____ Provided records
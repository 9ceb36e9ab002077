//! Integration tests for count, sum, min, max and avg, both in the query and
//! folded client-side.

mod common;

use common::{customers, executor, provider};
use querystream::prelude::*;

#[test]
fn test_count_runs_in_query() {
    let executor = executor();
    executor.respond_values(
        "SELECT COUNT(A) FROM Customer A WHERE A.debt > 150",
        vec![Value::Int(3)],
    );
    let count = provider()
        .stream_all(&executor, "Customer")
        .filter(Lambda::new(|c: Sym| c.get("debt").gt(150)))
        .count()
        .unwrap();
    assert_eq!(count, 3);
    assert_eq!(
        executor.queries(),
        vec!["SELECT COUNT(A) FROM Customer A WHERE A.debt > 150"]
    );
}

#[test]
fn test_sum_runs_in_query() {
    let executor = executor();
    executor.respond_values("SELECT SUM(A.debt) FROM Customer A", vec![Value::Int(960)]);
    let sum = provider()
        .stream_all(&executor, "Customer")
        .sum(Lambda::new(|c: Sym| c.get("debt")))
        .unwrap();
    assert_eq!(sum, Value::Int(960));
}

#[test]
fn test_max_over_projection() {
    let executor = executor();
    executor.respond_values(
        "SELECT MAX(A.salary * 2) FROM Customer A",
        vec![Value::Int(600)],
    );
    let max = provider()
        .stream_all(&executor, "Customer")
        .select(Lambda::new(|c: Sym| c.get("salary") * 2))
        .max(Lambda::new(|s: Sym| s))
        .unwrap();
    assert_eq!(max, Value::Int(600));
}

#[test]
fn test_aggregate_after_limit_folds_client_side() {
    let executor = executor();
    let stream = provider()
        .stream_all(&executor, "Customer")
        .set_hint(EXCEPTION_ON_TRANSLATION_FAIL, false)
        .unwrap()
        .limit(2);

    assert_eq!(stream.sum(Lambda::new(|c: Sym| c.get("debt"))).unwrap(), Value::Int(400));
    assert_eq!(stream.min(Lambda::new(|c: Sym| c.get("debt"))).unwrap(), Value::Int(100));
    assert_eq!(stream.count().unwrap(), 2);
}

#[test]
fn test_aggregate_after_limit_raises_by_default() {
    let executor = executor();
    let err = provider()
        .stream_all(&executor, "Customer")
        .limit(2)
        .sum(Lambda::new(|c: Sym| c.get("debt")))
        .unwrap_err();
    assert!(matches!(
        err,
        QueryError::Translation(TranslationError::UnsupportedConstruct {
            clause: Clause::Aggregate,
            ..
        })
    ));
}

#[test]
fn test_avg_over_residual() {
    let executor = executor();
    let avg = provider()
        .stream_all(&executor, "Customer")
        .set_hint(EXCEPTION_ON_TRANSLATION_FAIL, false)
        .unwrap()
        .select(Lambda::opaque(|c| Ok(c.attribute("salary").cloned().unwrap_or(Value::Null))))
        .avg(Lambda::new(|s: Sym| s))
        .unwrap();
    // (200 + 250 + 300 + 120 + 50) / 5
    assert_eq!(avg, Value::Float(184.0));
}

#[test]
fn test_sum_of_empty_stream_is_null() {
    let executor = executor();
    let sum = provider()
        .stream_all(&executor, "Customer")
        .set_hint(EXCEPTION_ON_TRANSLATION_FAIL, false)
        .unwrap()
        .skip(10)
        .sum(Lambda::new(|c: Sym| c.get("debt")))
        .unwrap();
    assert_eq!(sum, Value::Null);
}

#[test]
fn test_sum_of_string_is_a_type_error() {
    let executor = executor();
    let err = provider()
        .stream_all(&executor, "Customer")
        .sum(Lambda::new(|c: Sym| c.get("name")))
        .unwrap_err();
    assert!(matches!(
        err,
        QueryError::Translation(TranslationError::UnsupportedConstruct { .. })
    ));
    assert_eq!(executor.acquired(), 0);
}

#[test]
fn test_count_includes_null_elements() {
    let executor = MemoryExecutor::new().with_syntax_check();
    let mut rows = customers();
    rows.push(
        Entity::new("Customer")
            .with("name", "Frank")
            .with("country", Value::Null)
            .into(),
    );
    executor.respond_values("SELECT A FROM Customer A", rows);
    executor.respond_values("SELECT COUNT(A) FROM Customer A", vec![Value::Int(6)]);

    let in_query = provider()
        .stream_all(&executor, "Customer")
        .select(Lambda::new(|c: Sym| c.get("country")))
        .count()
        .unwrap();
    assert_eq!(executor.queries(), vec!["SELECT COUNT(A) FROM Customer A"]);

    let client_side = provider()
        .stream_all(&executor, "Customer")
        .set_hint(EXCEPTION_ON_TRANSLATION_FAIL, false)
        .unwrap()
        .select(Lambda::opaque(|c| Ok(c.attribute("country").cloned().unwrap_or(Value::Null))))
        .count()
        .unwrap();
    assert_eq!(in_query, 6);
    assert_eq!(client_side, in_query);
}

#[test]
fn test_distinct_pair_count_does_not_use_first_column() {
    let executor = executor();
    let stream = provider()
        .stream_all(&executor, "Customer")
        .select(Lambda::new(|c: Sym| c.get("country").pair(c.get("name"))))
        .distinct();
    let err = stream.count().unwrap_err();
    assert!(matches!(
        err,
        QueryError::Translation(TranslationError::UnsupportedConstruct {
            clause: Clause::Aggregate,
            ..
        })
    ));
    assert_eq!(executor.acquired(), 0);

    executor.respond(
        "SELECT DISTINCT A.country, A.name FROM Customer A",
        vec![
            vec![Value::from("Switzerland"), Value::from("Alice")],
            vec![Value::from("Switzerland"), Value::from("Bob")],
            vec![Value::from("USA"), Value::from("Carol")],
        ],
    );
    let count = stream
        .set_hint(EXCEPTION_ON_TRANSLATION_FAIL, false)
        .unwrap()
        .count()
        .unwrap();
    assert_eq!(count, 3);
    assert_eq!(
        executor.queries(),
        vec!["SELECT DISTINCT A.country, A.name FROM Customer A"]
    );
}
________
What you are asked to do:
Nothing in the data above should change. Please copy it all.

Solution:
repository 9ceb36e9ab002077
//! Integration tests for count, sum, min, max and avg, both in the query and
//! folded client-side.

mod common;

use common::{customers, executor, provider};
use querystream::prelude::*;

#[test]
fn test_count_runs_in_query() {
    let executor = executor();
    executor.respond_values(
        "SELECT COUNT(A) FROM Customer A WHERE A.debt > 150",
        vec![Value::Int(3)],
    );
    let count = provider()
        .stream_all(&executor, "Customer")
        .filter(Lambda::new(|c: Sym| c.get("debt").gt(150)))
        .count()
        .unwrap();
    assert_eq!(count, 3);
    assert_eq!(
        executor.queries(),
        vec!["SELECT COUNT(A) FROM Customer A WHERE A.debt > 150"]
    );
}

#[test]
fn test_sum_runs_in_query() {
    let executor = executor();
    executor.respond_values("SELECT SUM(A.debt) FROM Customer A", vec![Value::Int(960)]);
    let sum = provider()
        .stream_all(&executor, "Customer")
        .sum(Lambda::new(|c: Sym| c.get("debt")))
        .unwrap();
    assert_eq!(sum, Value::Int(960));
}

#[test]
fn test_max_over_projection() {
    let executor = executor();
    executor.respond_values(
        "SELECT MAX(A.salary * 2) FROM Customer A",
        vec![Value::Int(600)],
    );
    let max = provider()
        .stream_all(&executor, "Customer")
        .select(Lambda::new(|c: Sym| c.get("salary") * 2))
        .max(Lambda::new(|s: Sym| s))
        .unwrap();
    assert_eq!(max, Value::Int(600));
}

#[test]
fn test_aggregate_after_limit_folds_client_side() {
    let executor = executor();
    let stream = provider()
        .stream_all(&executor, "Customer")
        .set_hint(EXCEPTION_ON_TRANSLATION_FAIL, false)
        .unwrap()
        .limit(2);

    assert_eq!(stream.sum(Lambda::new(|c: Sym| c.get("debt"))).unwrap(), Value::Int(400));
    assert_eq!(stream.min(Lambda::new(|c: Sym| c.get("debt"))).unwrap(), Value::Int(100));
    assert_eq!(stream.count().unwrap(), 2);
}

#[test]
fn test_aggregate_after_limit_raises_by_default() {
    let executor = executor();
    let err = provider()
        .stream_all(&executor, "Customer")
        .limit(2)
        .sum(Lambda::new(|c: Sym| c.get("debt")))
        .unwrap_err();
    assert!(matches!(
        err,
        QueryError::Translation(TranslationError::UnsupportedConstruct {
            clause: Clause::Aggregate,
            ..
        })
    ));
}

#[test]
fn test_avg_over_residual() {
    let executor = executor();
    let avg = provider()
        .stream_all(&executor, "Customer")
        .set_hint(EXCEPTION_ON_TRANSLATION_FAIL, false)
        .unwrap()
        .select(Lambda::opaque(|c| Ok(c.attribute("salary").cloned().unwrap_or(Value::Null))))
        .avg(Lambda::new(|s: Sym| s))
        .unwrap();
    // (200 + 250 + 300 + 120 + 50) / 5
    assert_eq!(avg, Value::Float(184.0));
}

#[test]
fn test_sum_of_empty_stream_is_null() {
    let executor = executor();
    let sum = provider()
        .stream_all(&executor, "Customer")
        .set_hint(EXCEPTION_ON_TRANSLATION_FAIL, false)
        .unwrap()
        .skip(10)
        .sum(Lambda::new(|c: Sym| c.get("debt")))
        .unwrap();
    assert_eq!(sum, Value::Null);
}

#[test]
fn test_sum_of_string_is_a_type_error() {
    let executor = executor();
    let err = provider()
        .stream_all(&executor, "Customer")
        .sum(Lambda::new(|c: Sym| c.get("name")))
        .unwrap_err();
    assert!(matches!(
        err,
        QueryError::Translation(TranslationError::UnsupportedConstruct { .. })
    ));
    assert_eq!(executor.acquired(), 0);
}

#[test]
fn test_count_includes_null_elements() {
    let executor = MemoryExecutor::new().with_syntax_check();
    let mut rows = customers();
    rows.push(
        Entity::new("Customer")
            .with("name", "Frank")
            .with("country", Value::Null)
            .into(),
    );
    executor.respond_values("SELECT A FROM Customer A", rows);
    executor.respond_values("SELECT COUNT(A) FROM Customer A", vec![Value::Int(6)]);

    let in_query = provider()
        .stream_all(&executor, "Customer")
        .select(Lambda::new(|c: Sym| c.get("country")))
        .count()
        .unwrap();
    assert_eq!(executor.queries(), vec!["SELECT COUNT(A) FROM Customer A"]);

    let client_side = provider()
        .stream_all(&executor, "Customer")
        .set_hint(EXCEPTION_ON_TRANSLATION_FAIL, false)
        .unwrap()
        .select(Lambda::opaque(|c| Ok(c.attribute("country").cloned().unwrap_or(Value::Null))))
        .count()
        .unwrap();
    assert_eq!(in_query, 6);
    assert_eq!(client_side, in_query);
}

#[test]
fn test_distinct_pair_count_does_not_use_first_column() {
    let executor = executor();
    let stream = provider()
        .stream_all(&executor, "Customer")
        .select(Lambda::new(|c: Sym| c.get("country").pair(c.get("name"))))
        .distinct();
    let err = stream.count().unwrap_err();
    assert!(matches!(
        err,
        QueryError::Translation(TranslationError::UnsupportedConstruct {
            clause: Clause::Aggregate,
            ..
        })
    ));
    assert_eq!(executor.acquired(), 0);

    executor.respond(
        "SELECT DISTINCT A.country, A.name FROM Customer A",
        vec![
            vec![Value::from("Switzerland"), Value::from("Alice")],
            vec![Value::from("Switzerland"), Value::from("Bob")],
            vec![Value::from("USA"), Value::from("Carol")],
        ],
    );
    let count = stream
        .set_hint(EXCEPTION_ON_TRANSLATION_FAIL, false)
        .unwrap()
        .count()
        .unwrap();
    assert_eq!(count, 3);
    assert_eq!(
        executor.queries(),
        vec!["SELECT DISTINCT A.country, A.name FROM Customer A"]
    );
}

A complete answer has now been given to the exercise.